- _Collected data entries_
####
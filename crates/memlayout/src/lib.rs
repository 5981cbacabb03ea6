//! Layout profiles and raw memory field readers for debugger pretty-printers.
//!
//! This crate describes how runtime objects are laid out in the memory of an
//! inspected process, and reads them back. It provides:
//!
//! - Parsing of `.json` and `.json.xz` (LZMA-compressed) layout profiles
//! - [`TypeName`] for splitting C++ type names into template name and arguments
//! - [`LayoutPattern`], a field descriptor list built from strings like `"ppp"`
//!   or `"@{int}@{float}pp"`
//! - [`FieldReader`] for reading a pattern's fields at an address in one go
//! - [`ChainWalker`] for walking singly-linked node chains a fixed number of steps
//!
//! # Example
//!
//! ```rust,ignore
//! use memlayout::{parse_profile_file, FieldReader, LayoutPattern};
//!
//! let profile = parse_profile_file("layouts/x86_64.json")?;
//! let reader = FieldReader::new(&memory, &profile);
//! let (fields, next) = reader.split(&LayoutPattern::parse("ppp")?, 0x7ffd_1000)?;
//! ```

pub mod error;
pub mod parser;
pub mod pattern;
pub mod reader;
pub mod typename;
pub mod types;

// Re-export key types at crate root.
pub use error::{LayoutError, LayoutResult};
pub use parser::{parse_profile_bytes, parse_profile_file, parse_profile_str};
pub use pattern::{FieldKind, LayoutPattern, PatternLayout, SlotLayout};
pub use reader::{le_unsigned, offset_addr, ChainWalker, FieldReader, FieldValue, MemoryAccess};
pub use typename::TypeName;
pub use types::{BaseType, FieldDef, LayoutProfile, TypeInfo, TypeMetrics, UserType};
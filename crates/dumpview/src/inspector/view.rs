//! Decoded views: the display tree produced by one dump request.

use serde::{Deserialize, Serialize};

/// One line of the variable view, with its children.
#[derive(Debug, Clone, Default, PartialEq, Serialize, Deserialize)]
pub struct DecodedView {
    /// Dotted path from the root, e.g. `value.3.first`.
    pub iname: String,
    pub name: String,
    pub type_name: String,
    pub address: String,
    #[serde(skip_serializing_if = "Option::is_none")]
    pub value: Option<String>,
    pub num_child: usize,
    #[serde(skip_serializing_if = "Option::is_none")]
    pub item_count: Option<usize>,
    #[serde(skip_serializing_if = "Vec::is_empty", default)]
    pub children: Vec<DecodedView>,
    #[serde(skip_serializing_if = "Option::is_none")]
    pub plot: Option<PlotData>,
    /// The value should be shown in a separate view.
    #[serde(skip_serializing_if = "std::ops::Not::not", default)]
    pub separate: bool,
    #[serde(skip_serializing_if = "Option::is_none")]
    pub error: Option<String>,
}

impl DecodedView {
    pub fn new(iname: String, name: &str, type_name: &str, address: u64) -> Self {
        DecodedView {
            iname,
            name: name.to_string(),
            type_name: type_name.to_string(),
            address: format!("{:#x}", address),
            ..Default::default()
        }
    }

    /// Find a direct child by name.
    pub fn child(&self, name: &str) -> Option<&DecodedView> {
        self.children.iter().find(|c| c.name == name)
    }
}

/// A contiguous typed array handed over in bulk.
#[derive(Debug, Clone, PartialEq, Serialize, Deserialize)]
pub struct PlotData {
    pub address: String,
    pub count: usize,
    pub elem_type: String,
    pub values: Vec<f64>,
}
####
- _TASK OBJECTIVE_
Within the records above, count each line holding "profiles". Write down only the number.

- _ANSWER SECTION_
2